Na Espanha, Francisco tem estado na mira da Vox. Em 2020, em meio ao debate sobre o salário mínimo, o Papa expressou seu apoio a uma renda universal. O líder da Vox, Santiago Abascal, respondeu retirando-lhe a autoridade papal: “A opinião do cidadão Bergoglio”, disse ele, parecia “respeitável, como a de qualquer outro cidadão”. “Mas eu não compartilho dela”, acrescentou Abascal, afirmando que ele não comenta “se a comunhão deve ser dada ou não” e, na mesma linha, o bispo de Roma não deve se intrometer em questões políticas. “Dai a Deus o que é de Deus, e a César o que é de César”, concluiu.

O antigo porta-voz da Vox, Iván Espinosa de los Monteros, respondeu em 2019 a uma das mensagens do Papa contra a rejeição de estrangeiros dizendo: “Acho ótimo que o papa receba no Vaticano tantos imigrantes ilegais sem documentos quanto quiser”. Mas, ele acrescentou, o papa não deve dizer a outros estados soberanos o que fazer.

Dois anos depois, em 2021, ele criticou “um chefe de estado do Vaticano, de nacionalidade argentina”, por pedir desculpas pelos “pecados” cometidos durante a conquista das Américas. Esse pedido de perdão provocou irritação além da Vox.

A primeira-ministra de Madri, Isabel Díaz Ayuso, do conservador Partido Popular (PP), considerou “surpreendente” que “um católico de língua espanhola” falasse dessa forma sobre “um legado que trouxe o espanhol” e o “catolicismo” para o continente americano.

O ex-primeiro-ministro espanhol, José María Aznar, também se manifestou sobre a controvérsia: “Não vou me juntar às fileiras dos que pedem perdão”.

Da imigração à Amazônia

Os últimos comentários públicos do Papa foram feitos no domingo, quando ele se manifestou contra o “desprezo pelos imigrantes”. Como ele fez esse comentário depois de se encontrar com o vice-presidente dos EUA, J.D. Vance, muitos o interpretaram quase unanimemente como uma repreensão ao governo Trump – uma de muitas. A imigração foi, afinal, a questão que mais frequentemente causou conflitos entre o bispo de Roma e os líderes da extrema direita. Mas não foi a única.

A gama de questões era ampla.
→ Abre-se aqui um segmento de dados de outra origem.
//! HTTP/1.1 wire codec for relayed requests and responses.
//!
//! One framed payload carries one complete message: request line (or status
//! line), header section, CRLF, body. Hop-by-hop headers are stripped at
//! encode time and `Content-Length` is recomputed from the framed body, so
//! the receiving side can treat the frame remainder as the entire body.

use bytes::Bytes;
use http::header::{HeaderMap, HeaderName, HeaderValue};
use http::{Method, StatusCode};
use thiserror::Error;

const MAX_HEADERS: usize = 64;

/// Header carrying the original caller's IP across the tunnel.
pub const X_FORWARDED_FOR: &str = "x-forwarded-for";

/// Dev-tooling hot-reload chatter, kept out of request logs on both sides.
pub const NOISE_PATH_MARKER: &str = "/_next/webpack-hmr";

#[derive(Debug, Error)]
pub enum RelayError {
    #[error("malformed http message: {0}")]
    Parse(#[from] httparse::Error),

    /// The frame ended before the header section did.
    #[error("truncated http message")]
    Incomplete,

    #[error("invalid http message: {0}")]
    Invalid(&'static str),
}

/// An HTTP request as carried over a tunnel sub-stream (ingress → agent).
#[derive(Debug)]
pub struct RelayedRequest {
    pub method: Method,
    /// Origin-form request target (`/path?query`).
    pub target: String,
    pub headers: HeaderMap,
    pub body: Bytes,
}

/// An HTTP response as carried over a tunnel sub-stream (agent → ingress).
#[derive(Debug)]
pub struct RelayedResponse {
    pub status: StatusCode,
    pub headers: HeaderMap,
    pub body: Bytes,
}

fn is_hop_by_hop(name: &HeaderName) -> bool {
    use http::header;
    *name == header::CONNECTION
        || *name == header::TE
        || *name == header::TRAILER
        || *name == header::TRANSFER_ENCODING
        || *name == header::UPGRADE
        || *name == header::PROXY_AUTHENTICATE
        || *name == header::PROXY_AUTHORIZATION
        || name.as_str() == "keep-alive"
        || name.as_str() == "proxy-connection"
}

/// Writes the end-to-end headers, leaving `Content-Length` to the caller.
fn write_headers(out: &mut Vec<u8>, headers: &HeaderMap) {
    for (name, value) in headers {
        if is_hop_by_hop(name) || *name == http::header::CONTENT_LENGTH {
            continue;
        }
        out.extend_from_slice(name.as_str().as_bytes());
        out.extend_from_slice(b": ");
        out.extend_from_slice(value.as_bytes());
        out.extend_from_slice(b"\r\n");
    }
}

fn collect_headers(raw: &[httparse::Header<'_>]) -> HeaderMap {
    HeaderMap::from_iter(raw.iter().flat_map(|h| {
        let name = HeaderName::from_bytes(h.name.as_bytes()).ok()?;
        let value = HeaderValue::from_bytes(h.value).ok()?;
        Some((name, value))
    }))
}

/// Serializes a full HTTP request into one frame payload.
pub fn encode_request(method: &Method, target: &str, headers: &HeaderMap, body: &[u8]) -> Vec<u8> {
    let mut out = Vec::with_capacity(128 + body.len());
    out.extend_from_slice(format!("{method} {target} HTTP/1.1\r\n").as_bytes());
    write_headers(&mut out, headers);
    if !body.is_empty() {
        out.extend_from_slice(format!("content-length: {}\r\n", body.len()).as_bytes());
    }
    out.extend_from_slice(b"\r\n");
    out.extend_from_slice(body);
    out
}

pub fn decode_request(payload: &[u8]) -> Result<RelayedRequest, RelayError> {
    let mut headers = [httparse::EMPTY_HEADER; MAX_HEADERS];
    let mut req = httparse::Request::new(&mut headers);
    let header_len = match req.parse(payload)? {
        httparse::Status::Complete(len) => len,
        httparse::Status::Partial => return Err(RelayError::Incomplete),
    };
    let method = Method::from_bytes(req.method.ok_or(RelayError::Invalid("missing method"))?.as_bytes())
        .map_err(|_| RelayError::Invalid("bad method"))?;
    let target = req
        .path
        .ok_or(RelayError::Invalid("missing request target"))?
        .to_string();
    Ok(RelayedRequest {
        method,
        target,
        headers: collect_headers(req.headers),
        body: Bytes::copy_from_slice(&payload[header_len..]),
    })
}

/// Serializes a full HTTP response into one frame payload. `Content-Length`
/// is always emitted so the ingress can rebuild an exact-length body.
pub fn encode_response(status: StatusCode, headers: &HeaderMap, body: &[u8]) -> Vec<u8> {
    let mut out = Vec::with_capacity(128 + body.len());
    out.extend_from_slice(
        format!(
            "HTTP/1.1 {} {}\r\n",
            status.as_u16(),
            status.canonical_reason().unwrap_or("")
        )
        .as_bytes(),
    );
    write_headers(&mut out, headers);
    out.extend_from_slice(format!("content-length: {}\r\n\r\n", body.len()).as_bytes());
    out.extend_from_slice(body);
    out
}

pub fn decode_response(payload: &[u8]) -> Result<RelayedResponse, RelayError> {
    let mut headers = [httparse::EMPTY_HEADER; MAX_HEADERS];
    let mut res = httparse::Response::new(&mut headers);
    let header_len = match res.parse(payload)? {
        httparse::Status::Complete(len) => len,
        httparse::Status::Partial => return Err(RelayError::Incomplete),
    };
    let status = StatusCode::from_u16(res.code.ok_or(RelayError::Invalid("missing status"))?)
        .map_err(|_| RelayError::Invalid("bad status code"))?;
    Ok(RelayedResponse {
        status,
        headers: collect_headers(res.headers),
        body: Bytes::copy_from_slice(&payload[header_len..]),
    })
}

/// Appends `addr` to the `X-Forwarded-For` chain.
pub fn append_forwarded_for(headers: &mut HeaderMap, addr: std::net::IpAddr) {
    let name = HeaderName::from_static(X_FORWARDED_FOR);
    let value = match headers.get(&name).and_then(|v| v.to_str().ok()) {
        Some(existing) if !existing.is_empty() => format!("{existing}, {addr}"),
        _ => addr.to_string(),
    };
    if let Ok(value) = HeaderValue::from_str(&value) {
        headers.insert(name, value);
    }
}

#[cfg(test)]
mod tests {
    use super::*;
    use http::header::{CONNECTION, CONTENT_TYPE, HOST, TRANSFER_ENCODING};

    #[test]
    fn request_round_trips_method_target_headers_body() {
        let mut headers = HeaderMap::new();
        headers.insert(HOST, "red-fox-1.n.sbn.lol".parse().unwrap());
        headers.insert(CONTENT_TYPE, "application/json".parse().unwrap());
        let payload = encode_request(&Method::POST, "/api/items?id=7", &headers, b"{\"a\":1}");

        let decoded = decode_request(&payload).unwrap();
        assert_eq!(decoded.method, Method::POST);
        assert_eq!(decoded.target, "/api/items?id=7");
        assert_eq!(decoded.headers.get(HOST).unwrap(), "red-fox-1.n.sbn.lol");
        assert_eq!(decoded.headers.get(CONTENT_TYPE).unwrap(), "application/json");
        assert_eq!(decoded.body.as_ref(), b"{\"a\":1}");
    }

    #[test]
    fn request_encoding_strips_hop_by_hop_headers() {
        let mut headers = HeaderMap::new();
        headers.insert(HOST, "h.example".parse().unwrap());
        headers.insert(CONNECTION, "keep-alive".parse().unwrap());
        headers.insert(TRANSFER_ENCODING, "chunked".parse().unwrap());
        let payload = encode_request(&Method::GET, "/", &headers, b"");

        let decoded = decode_request(&payload).unwrap();
        assert!(decoded.headers.get(CONNECTION).is_none());
        assert!(decoded.headers.get(TRANSFER_ENCODING).is_none());
        assert!(decoded.headers.get(HOST).is_some());
    }

    #[test]
    fn response_round_trips_and_recomputes_content_length() {
        let mut headers = HeaderMap::new();
        headers.insert(CONTENT_TYPE, "text/plain".parse().unwrap());
        headers.insert(http::header::CONTENT_LENGTH, "999".parse().unwrap());
        let payload = encode_response(StatusCode::OK, &headers, b"hello");

        let decoded = decode_response(&payload).unwrap();
        assert_eq!(decoded.status, StatusCode::OK);
        assert_eq!(decoded.headers.get(CONTENT_TYPE).unwrap(), "text/plain");
        assert_eq!(
            decoded.headers.get(http::header::CONTENT_LENGTH).unwrap(),
            "5"
        );
        assert_eq!(decoded.body.as_ref(), b"hello");
    }

    #[test]
    fn response_with_empty_body_still_carries_length() {
        let payload = encode_response(StatusCode::NO_CONTENT, &HeaderMap::new(), b"");
        let decoded = decode_response(&payload).unwrap();
        assert_eq!(decoded.status, StatusCode::NO_CONTENT);
        assert!(decoded.body.is_empty());
    }

    #[test]
    fn truncated_header_section_is_incomplete() {
        let err = decode_request(b"GET / HTTP/1.1\r\nHost: h").unwrap_err();
        assert!(matches!(err, RelayError::Incomplete));
    }

    #[test]
    fn garbage_fails_to_parse() {
        assert!(decode_response(b"\x00\x01\x02not http").is_err());
    }

    #[test]
    fn forwarded_for_appends_to_existing_chain() {
        let mut headers = HeaderMap::new();
        append_forwarded_for(&mut headers, "10.0.0.9".parse().unwrap());
        assert_eq!(headers.get(X_FORWARDED_FOR).unwrap(), "10.0.0.9");
        append_forwarded_for(&mut headers, "192.168.1.4".parse().unwrap());
        assert_eq!(
            headers.get(X_FORWARDED_FOR).unwrap(),
            "10.0.0.9, 192.168.1.4"
        );
    }
}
Em 2020, ele atraiu a ira do então presidente brasileiro Jair Bolsonaro depois de postar nas mídias sociais: “Sonho com uma região amazônica que lute pelos direitos dos pobres, dos povos originários e dos menores de nossos irmãos e irmãs, onde suas vozes possam ser ouvidas e sua dignidade promovida.”

“A Amazônia é nossa”, respondeu Bolsonaro, negando que a floresta pertença, como sustenta o Papa, a toda a humanidade.

Um detalhe ilustra o quanto Francisco foi um obstáculo para a extrema direita. Steve Bannon, ex-estrategista e ideólogo do trumpismo, já o havia identificado como um inimigo a ser enfrentado durante o primeiro mandato de Trump. Em 2017, o The New York Times informou que Bannon, enquanto atuava como conselheiro de Trump, estava forjando alianças com alguns dos críticos internos do Papa no Vaticano, incluindo o cardeal americano Raymond Burke, em um esforço para minar o líder da Igreja. Dois anos depois, Bannon reclamou à NBC News sobre um Papa que, segundo ele, está constantemente “colocando todas as falhas do mundo nesse movimento nacionalista populista”.